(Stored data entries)
┌────────
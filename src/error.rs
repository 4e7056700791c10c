//! Error types for epd-link.

use thiserror::Error;

/// Main error type for all device link operations.
#[derive(Debug, Error)]
pub enum EpdError {
    /// The radio is disabled or the platform has no usable transport.
    #[error("Transport unavailable: {0}")]
    TransportUnavailable(String),

    /// The user or system aborted device selection.
    #[error("No device selected")]
    NoDeviceSelected,

    /// The peripheral refused or dropped the connection attempt.
    #[error("Connect failed: {0}")]
    ConnectFailed(String),

    /// Service or characteristic discovery failed.
    #[error("Discovery failed: {0}")]
    DiscoveryFailed(String),

    /// A single command or chunk write failed.
    #[error("Write failed: {0}")]
    WriteFailed(String),

    /// Enabling notifications failed (non-fatal to the connection).
    #[error("Subscribe failed: {0}")]
    SubscribeFailed(String),

    /// Reading the firmware version characteristic failed (non-fatal).
    #[error("Version read failed: {0}")]
    VersionReadFailed(String),

    /// No connection is active.
    #[error("Not connected")]
    NotConnected,

    /// The link dropped while an operation was in progress.
    #[error("Disconnected")]
    Disconnected,

    /// Command payload could not be encoded.
    #[error("Invalid payload: {0}")]
    InvalidPayload(String),

    /// Byte is not part of the command opcode set.
    #[error("Unknown opcode: 0x{0:02x}")]
    UnknownOpcode(u8),

    /// Transfer parameters are out of range.
    #[error("Invalid transfer: {0}")]
    InvalidTransfer(String),

    /// The requested operation is not legal in the current link state.
    #[error("Invalid state: {0}")]
    InvalidState(String),

    /// The operation needs explicit operator confirmation.
    #[error("Confirmation required: {0}")]
    ConfirmationRequired(String),

    /// Configuration could not be parsed.
    #[error("Config error: {0}")]
    Config(#[from] serde_json::Error),

    /// I/O error while reading configuration.
    #[error("I/O error: {0}")]
    Io(#[from] std::io::Error),
}

impl EpdError {
    /// Whether this error is the silent "user cancelled the picker" case.
    pub fn is_user_abort(&self) -> bool {
        matches!(self, EpdError::NoDeviceSelected)
    }

    /// Whether the connection survives this error.
    pub fn is_degraded_only(&self) -> bool {
        matches!(
            self,
            EpdError::SubscribeFailed(_) | EpdError::VersionReadFailed(_)
        )
    }
}

/// Result type alias using EpdError.
pub type Result<T> = std::result::Result<T, EpdError>;
#[cfg(test)]
mod tests {
    use super::*;

    fn command_handle() -> CharacteristicHandle {
        CharacteristicHandle {
            service: DEFAULT_SERVICE_UUID,
            uuid: DEFAULT_COMMAND_UUID,
        }
    }

    #[tokio::test]
    async fn test_selection_outcomes() {
        let transport = MemoryTransport::new();
        assert!(transport.request_device(DEFAULT_SERVICE_UUID).await.is_ok());

        transport.update_script(|s| s.selection = SelectionOutcome::Cancelled);
        assert!(matches!(
            transport.request_device(DEFAULT_SERVICE_UUID).await,
            Err(EpdError::NoDeviceSelected)
        ));

        transport.update_script(|s| s.selection = SelectionOutcome::RadioOff);
        assert!(matches!(
            transport.request_device(DEFAULT_SERVICE_UUID).await,
            Err(EpdError::TransportUnavailable(_))
        ));
        assert_eq!(transport.select_count(), 3);
    }

    #[tokio::test]
    async fn test_write_requires_connection() {
        let transport = MemoryTransport::new();
        let result = transport.write_with_response(&command_handle(), &[0x01]).await;
        assert!(matches!(result, Err(EpdError::WriteFailed(_))));
    }

    #[tokio::test]
    async fn test_writes_recorded_with_mode() {
        let transport = MemoryTransport::new();
        let device = transport.request_device(DEFAULT_SERVICE_UUID).await.unwrap();
        transport.connect(&device).await.unwrap();

        let ch = command_handle();
        transport.write_with_response(&ch, &[0x01]).await.unwrap();
        transport.write_without_response(&ch, &[0x30, 0x0F, 1]).await.unwrap();

        let writes = transport.writes();
        assert_eq!(writes.len(), 2);
        assert_eq!(writes[0].mode, WriteMode::Confirmed);
        assert_eq!(writes[1].mode, WriteMode::Unconfirmed);
        assert!(writes[1].is_image_chunk());
        assert_eq!(transport.image_chunks().len(), 1);
    }

    #[tokio::test]
    async fn test_snapshot_is_first_notification() {
        let transport = MemoryTransport::with_script(PeripheralScript {
            config_snapshot: Some(vec![1, 2, 3]),
            ..PeripheralScript::default()
        });
        let device = transport.request_device(DEFAULT_SERVICE_UUID).await.unwrap();
        transport.connect(&device).await.unwrap();

        let mut rx = transport.subscribe(&command_handle()).await.unwrap();
        assert!(transport.notify(Bytes::from_static(b"mtu=64")));

        assert_eq!(rx.recv().await.unwrap(), Bytes::from_static(&[1, 2, 3]));
        assert_eq!(rx.recv().await.unwrap(), Bytes::from_static(b"mtu=64"));
    }

    #[tokio::test]
    async fn test_drop_link_fires_signal() {
        let transport = MemoryTransport::new();
        let device = transport.request_device(DEFAULT_SERVICE_UUID).await.unwrap();
        let mut signal = transport.disconnect_signal(&device);
        transport.connect(&device).await.unwrap();

        transport.drop_link();
        assert_eq!(signal.recv().await, Some(DisconnectReason::LinkLost));
        assert!(!transport.is_connected());
        assert!(!transport.notify(Bytes::from_static(b"late")));
    }

    #[tokio::test]
    async fn test_drop_during_connect_fires_signal_once() {
        let transport = MemoryTransport::with_script(PeripheralScript {
            drop_during: Some(LifecycleStep::Connect),
            ..PeripheralScript::default()
        });
        let device = transport.request_device(DEFAULT_SERVICE_UUID).await.unwrap();
        let mut signal = transport.disconnect_signal(&device);

        assert!(transport.connect(&device).await.is_ok());
        assert_eq!(signal.recv().await, Some(DisconnectReason::LinkLost));
        assert!(!transport.is_connected());

        transport.connect(&device).await.unwrap();
        assert!(transport.is_connected());
        assert_eq!(transport.connect_count(), 2);
    }

    #[tokio::test]
    async fn test_drop_during_discovery_fails_lookup() {
        let transport = MemoryTransport::with_script(PeripheralScript {
            drop_during: Some(LifecycleStep::CharacteristicDiscovery),
            ..PeripheralScript::default()
        });
        let device = transport.request_device(DEFAULT_SERVICE_UUID).await.unwrap();
        let mut signal = transport.disconnect_signal(&device);
        transport.connect(&device).await.unwrap();

        let service = transport.discover_service(DEFAULT_SERVICE_UUID).await.unwrap();
        assert!(matches!(
            transport
                .discover_characteristic(&service, DEFAULT_COMMAND_UUID)
                .await,
            Err(EpdError::DiscoveryFailed(_))
        ));
        assert_eq!(signal.recv().await, Some(DisconnectReason::LinkLost));
    }

    #[tokio::test]
    async fn test_fail_image_chunk_is_one_shot() {
        let transport = MemoryTransport::with_script(PeripheralScript {
            fail_image_chunk: Some(1),
            ..PeripheralScript::default()
        });
        let device = transport.request_device(DEFAULT_SERVICE_UUID).await.unwrap();
        transport.connect(&device).await.unwrap();
        let ch = command_handle();

        assert!(transport.write_without_response(&ch, &[0x30, 0x0F]).await.is_ok());
        assert!(transport.write_without_response(&ch, &[0x30, 0xFF]).await.is_err());
        assert!(transport.write_without_response(&ch, &[0x30, 0xFF]).await.is_ok());
        assert_eq!(transport.image_chunks().len(), 2);
    }

    #[tokio::test]
    async fn test_missing_version_characteristic() {
        let transport = MemoryTransport::with_script(PeripheralScript {
            firmware_version: None,
            ..PeripheralScript::default()
        });
        let device = transport.request_device(DEFAULT_SERVICE_UUID).await.unwrap();
        transport.connect(&device).await.unwrap();
        let service = transport.discover_service(DEFAULT_SERVICE_UUID).await.unwrap();
        assert!(matches!(
            transport
                .discover_characteristic(&service, DEFAULT_VERSION_UUID)
                .await,
            Err(EpdError::DiscoveryFailed(_))
        ));
    }
}
//! Connection lifecycle states.
//!
//! ```text
//! Idle ─Request─► Requesting ─DeviceSelected─► Connecting ─Connected─►
//! DiscoveringServices ─ServicesDiscovered─► ReadingVersion ─Subscribed─► Ready
//! Ready ─TransferStarted─► Streaming ─TransferFinished─► Ready
//! any ─Failed / Disconnected─► Idle
//! ```
//!
//! Only the pairs above are legal; [`LinkState::on`] returns `None` for
//! anything else.

use std::fmt;

/// Where the link is in its lifecycle.
#[derive(Debug, Clone, Copy, PartialEq, Eq, Hash, Default)]
pub enum LinkState {
    #[default]
    Idle,
    Requesting,
    Connecting,
    DiscoveringServices,
    ReadingVersion,
    Ready,
    /// A chunked transfer holds the command channel.
    Streaming,
}

/// Inputs to the lifecycle.
#[derive(Debug, Clone, Copy, PartialEq, Eq, Hash)]
pub enum LinkEvent {
    Request,
    DeviceSelected,
    Connected,
    ServicesDiscovered,
    Subscribed,
    TransferStarted,
    TransferFinished,
    Failed,
    Disconnected,
}

impl LinkState {
    /// Next state for `event`, or `None` if the pair is illegal.
    pub fn on(self, event: LinkEvent) -> Option<LinkState> {
        use LinkEvent as E;
        use LinkState as S;

        match (self, event) {
            (_, E::Disconnected) => Some(S::Idle),
            (S::Idle, E::Failed) => None,
            (_, E::Failed) => Some(S::Idle),

            (S::Idle, E::Request) => Some(S::Requesting),
            (S::Requesting, E::DeviceSelected) => Some(S::Connecting),
            (S::Connecting, E::Connected) => Some(S::DiscoveringServices),
            (S::DiscoveringServices, E::ServicesDiscovered) => Some(S::ReadingVersion),
            (S::ReadingVersion, E::Subscribed) => Some(S::Ready),
            (S::Ready, E::TransferStarted) => Some(S::Streaming),
            (S::Streaming, E::TransferFinished) => Some(S::Ready),

            _ => None,
        }
    }

    /// Commands may be written.
    #[inline]
    pub fn is_ready(self) -> bool {
        matches!(self, LinkState::Ready | LinkState::Streaming)
    }

    /// A connect attempt is in progress.
    #[inline]
    pub fn is_connecting(self) -> bool {
        matches!(
            self,
            LinkState::Requesting
                | LinkState::Connecting
                | LinkState::DiscoveringServices
                | LinkState::ReadingVersion
        )
    }
}

impl fmt::Display for LinkState {
    fn fmt(&self, f: &mut fmt::Formatter<'_>) -> fmt::Result {
        fmt::Debug::fmt(self, f)
    }
}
└────────
* What the task asks
What you return should be exactly the lines above, starting at the one with "connection is active." and ending at the one with "command opcode set.", and nothing else.

* Answer to the exercise
    /// No connection is active.
    #[error("Not connected")]
    NotConnected,

    /// The link dropped while an operation was in progress.
    #[error("Disconnected")]
    Disconnected,

    /// Command payload could not be encoded.
    #[error("Invalid payload: {0}")]
    InvalidPayload(String),

    /// Byte is not part of the command opcode set.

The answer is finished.